• WHAT YOU SHOULD DO: The answer must consist of each line of the records below that contains the string "await".

• DATA FOR PROCESSING:
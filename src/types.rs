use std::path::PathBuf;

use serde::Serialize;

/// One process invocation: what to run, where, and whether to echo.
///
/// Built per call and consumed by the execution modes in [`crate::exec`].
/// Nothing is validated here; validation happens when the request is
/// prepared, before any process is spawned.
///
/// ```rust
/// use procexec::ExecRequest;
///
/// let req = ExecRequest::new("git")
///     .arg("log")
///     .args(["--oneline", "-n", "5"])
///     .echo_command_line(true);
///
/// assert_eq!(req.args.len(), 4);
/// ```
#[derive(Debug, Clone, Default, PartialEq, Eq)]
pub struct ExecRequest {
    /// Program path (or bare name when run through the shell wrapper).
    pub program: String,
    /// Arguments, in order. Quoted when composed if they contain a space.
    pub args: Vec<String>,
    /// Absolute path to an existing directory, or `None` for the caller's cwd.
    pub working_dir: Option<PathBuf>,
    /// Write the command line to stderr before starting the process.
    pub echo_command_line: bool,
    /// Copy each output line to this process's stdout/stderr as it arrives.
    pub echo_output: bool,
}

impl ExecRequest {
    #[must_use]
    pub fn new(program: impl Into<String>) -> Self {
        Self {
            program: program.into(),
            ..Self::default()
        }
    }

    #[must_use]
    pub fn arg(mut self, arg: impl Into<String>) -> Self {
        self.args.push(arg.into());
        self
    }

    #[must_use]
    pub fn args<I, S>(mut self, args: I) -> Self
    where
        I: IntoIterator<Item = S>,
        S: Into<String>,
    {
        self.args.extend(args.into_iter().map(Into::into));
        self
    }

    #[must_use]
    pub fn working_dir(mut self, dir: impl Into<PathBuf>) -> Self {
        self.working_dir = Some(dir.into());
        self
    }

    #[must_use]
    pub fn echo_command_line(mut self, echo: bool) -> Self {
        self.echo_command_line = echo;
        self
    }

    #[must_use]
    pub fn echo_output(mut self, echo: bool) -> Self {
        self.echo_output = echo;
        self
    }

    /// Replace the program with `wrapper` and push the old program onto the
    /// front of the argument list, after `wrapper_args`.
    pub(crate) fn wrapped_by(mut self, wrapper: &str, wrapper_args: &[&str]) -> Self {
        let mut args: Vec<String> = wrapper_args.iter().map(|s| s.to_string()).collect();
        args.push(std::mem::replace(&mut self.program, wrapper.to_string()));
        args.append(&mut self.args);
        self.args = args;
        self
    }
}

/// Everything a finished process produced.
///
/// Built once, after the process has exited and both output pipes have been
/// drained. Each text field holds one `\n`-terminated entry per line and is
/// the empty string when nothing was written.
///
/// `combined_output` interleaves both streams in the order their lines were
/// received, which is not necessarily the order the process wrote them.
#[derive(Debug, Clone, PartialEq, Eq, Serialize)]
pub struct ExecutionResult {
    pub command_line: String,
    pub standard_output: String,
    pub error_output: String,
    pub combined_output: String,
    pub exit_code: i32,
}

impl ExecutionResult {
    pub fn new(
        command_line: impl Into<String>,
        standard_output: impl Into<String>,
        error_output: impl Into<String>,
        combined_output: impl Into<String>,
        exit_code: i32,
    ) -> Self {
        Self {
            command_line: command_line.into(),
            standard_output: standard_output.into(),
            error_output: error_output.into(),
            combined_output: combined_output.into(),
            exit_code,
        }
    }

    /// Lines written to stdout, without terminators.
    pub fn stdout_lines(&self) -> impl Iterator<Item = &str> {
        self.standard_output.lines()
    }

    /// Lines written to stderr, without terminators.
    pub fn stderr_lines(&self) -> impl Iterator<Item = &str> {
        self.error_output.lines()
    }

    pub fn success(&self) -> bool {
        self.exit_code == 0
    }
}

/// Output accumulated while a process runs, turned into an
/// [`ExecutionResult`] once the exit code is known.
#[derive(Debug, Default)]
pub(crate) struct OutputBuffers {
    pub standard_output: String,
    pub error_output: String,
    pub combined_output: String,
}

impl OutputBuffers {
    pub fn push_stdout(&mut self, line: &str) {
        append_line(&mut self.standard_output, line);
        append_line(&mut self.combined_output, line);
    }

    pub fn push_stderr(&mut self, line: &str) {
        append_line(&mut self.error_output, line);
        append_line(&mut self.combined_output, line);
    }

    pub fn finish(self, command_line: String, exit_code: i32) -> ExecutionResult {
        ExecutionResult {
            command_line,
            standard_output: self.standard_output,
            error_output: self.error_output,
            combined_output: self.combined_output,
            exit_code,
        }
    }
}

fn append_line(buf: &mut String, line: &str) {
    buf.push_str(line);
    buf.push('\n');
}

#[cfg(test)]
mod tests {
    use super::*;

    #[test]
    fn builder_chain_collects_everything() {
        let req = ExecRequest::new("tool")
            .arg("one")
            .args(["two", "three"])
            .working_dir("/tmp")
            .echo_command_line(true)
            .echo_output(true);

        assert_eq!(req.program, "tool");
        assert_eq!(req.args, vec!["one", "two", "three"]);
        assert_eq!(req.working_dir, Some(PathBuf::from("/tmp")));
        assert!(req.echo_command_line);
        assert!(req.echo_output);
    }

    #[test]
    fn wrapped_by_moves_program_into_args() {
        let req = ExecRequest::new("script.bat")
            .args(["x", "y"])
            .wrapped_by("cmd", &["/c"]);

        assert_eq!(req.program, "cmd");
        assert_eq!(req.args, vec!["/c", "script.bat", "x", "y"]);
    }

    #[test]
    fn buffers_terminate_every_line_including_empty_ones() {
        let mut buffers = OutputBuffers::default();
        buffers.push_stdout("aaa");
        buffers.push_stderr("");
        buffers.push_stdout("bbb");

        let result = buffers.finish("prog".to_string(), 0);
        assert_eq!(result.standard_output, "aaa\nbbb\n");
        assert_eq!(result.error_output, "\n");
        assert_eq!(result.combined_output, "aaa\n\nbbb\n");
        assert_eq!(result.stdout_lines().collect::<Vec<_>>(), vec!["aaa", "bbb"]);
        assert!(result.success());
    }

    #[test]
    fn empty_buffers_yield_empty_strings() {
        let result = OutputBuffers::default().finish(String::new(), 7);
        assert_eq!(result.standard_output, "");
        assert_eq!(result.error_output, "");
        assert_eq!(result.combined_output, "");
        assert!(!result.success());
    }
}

==

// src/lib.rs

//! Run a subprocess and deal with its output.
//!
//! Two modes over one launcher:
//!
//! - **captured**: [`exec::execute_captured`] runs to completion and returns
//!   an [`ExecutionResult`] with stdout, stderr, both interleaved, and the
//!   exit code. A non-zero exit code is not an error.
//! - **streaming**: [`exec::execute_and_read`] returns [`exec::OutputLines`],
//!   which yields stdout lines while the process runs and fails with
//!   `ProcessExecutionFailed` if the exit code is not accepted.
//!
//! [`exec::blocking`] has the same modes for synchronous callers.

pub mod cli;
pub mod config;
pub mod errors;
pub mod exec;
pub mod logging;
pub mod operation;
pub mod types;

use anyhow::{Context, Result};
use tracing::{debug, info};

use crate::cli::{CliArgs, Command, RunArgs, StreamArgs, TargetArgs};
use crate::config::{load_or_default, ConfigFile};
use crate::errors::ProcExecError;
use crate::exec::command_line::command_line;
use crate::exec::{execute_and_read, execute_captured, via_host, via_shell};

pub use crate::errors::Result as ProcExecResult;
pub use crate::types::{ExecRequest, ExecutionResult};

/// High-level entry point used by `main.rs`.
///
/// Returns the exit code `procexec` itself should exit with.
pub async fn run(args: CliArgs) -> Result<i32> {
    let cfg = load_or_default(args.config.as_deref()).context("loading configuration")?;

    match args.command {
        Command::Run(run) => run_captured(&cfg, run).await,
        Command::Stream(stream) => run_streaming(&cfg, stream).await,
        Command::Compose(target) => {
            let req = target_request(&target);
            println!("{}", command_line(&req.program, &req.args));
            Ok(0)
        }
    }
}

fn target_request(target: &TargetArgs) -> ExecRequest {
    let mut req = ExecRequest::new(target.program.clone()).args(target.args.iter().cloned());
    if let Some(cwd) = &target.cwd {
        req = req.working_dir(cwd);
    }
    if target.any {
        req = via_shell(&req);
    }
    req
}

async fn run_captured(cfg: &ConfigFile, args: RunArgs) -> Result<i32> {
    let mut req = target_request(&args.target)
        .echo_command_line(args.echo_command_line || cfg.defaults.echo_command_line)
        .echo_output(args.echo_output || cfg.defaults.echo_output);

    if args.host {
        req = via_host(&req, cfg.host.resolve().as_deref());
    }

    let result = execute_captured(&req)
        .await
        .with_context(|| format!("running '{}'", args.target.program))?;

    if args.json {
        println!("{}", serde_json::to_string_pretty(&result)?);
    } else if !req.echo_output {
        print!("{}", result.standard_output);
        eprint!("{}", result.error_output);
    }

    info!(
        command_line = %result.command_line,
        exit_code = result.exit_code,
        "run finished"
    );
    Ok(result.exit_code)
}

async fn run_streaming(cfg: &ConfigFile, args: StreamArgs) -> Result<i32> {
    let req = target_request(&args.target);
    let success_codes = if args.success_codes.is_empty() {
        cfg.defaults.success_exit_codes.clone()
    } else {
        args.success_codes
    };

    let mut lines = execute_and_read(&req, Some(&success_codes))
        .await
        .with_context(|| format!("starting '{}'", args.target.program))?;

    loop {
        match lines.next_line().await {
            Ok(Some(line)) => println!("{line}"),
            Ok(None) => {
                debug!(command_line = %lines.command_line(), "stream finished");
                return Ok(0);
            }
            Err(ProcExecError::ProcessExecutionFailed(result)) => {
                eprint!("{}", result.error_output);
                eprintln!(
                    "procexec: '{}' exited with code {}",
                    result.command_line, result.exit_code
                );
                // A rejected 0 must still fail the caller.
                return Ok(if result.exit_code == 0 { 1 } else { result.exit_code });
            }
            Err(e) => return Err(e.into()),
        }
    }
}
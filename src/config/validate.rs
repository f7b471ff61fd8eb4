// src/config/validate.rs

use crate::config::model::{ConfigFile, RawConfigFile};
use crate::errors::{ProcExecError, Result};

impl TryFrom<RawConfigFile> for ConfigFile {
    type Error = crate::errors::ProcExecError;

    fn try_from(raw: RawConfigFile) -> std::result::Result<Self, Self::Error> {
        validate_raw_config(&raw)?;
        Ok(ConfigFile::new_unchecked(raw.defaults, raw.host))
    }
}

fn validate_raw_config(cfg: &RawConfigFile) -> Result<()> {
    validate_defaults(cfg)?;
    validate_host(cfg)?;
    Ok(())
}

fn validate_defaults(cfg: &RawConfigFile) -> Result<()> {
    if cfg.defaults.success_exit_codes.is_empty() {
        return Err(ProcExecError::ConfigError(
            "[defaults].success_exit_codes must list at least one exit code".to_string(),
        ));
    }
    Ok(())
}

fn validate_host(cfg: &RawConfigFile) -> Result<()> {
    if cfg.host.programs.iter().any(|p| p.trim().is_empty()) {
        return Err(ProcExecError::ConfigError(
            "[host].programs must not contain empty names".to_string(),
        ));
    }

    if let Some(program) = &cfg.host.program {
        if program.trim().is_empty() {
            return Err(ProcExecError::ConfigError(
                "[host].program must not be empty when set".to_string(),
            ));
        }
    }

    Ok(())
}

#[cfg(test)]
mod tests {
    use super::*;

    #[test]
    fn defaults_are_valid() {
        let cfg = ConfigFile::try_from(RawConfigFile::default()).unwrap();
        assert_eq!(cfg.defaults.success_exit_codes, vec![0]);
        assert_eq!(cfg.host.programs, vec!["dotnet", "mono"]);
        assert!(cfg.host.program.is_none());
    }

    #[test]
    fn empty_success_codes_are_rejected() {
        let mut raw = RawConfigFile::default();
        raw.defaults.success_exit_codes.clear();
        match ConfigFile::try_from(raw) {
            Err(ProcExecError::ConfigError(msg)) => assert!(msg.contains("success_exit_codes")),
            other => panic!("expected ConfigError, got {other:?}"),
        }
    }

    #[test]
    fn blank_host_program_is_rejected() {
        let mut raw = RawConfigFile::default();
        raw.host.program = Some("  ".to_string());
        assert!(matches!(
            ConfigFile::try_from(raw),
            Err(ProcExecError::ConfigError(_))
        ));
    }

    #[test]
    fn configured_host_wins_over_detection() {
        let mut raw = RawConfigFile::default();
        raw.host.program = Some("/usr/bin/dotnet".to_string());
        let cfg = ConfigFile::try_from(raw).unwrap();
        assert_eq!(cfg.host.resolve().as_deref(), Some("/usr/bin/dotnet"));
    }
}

• SOLUTION FOR THIS PROBLEM:
        Command::Run(run) => run_captured(&cfg, run).await,
        Command::Stream(stream) => run_streaming(&cfg, stream).await,
        .await
        .await
        match lines.next_line().await {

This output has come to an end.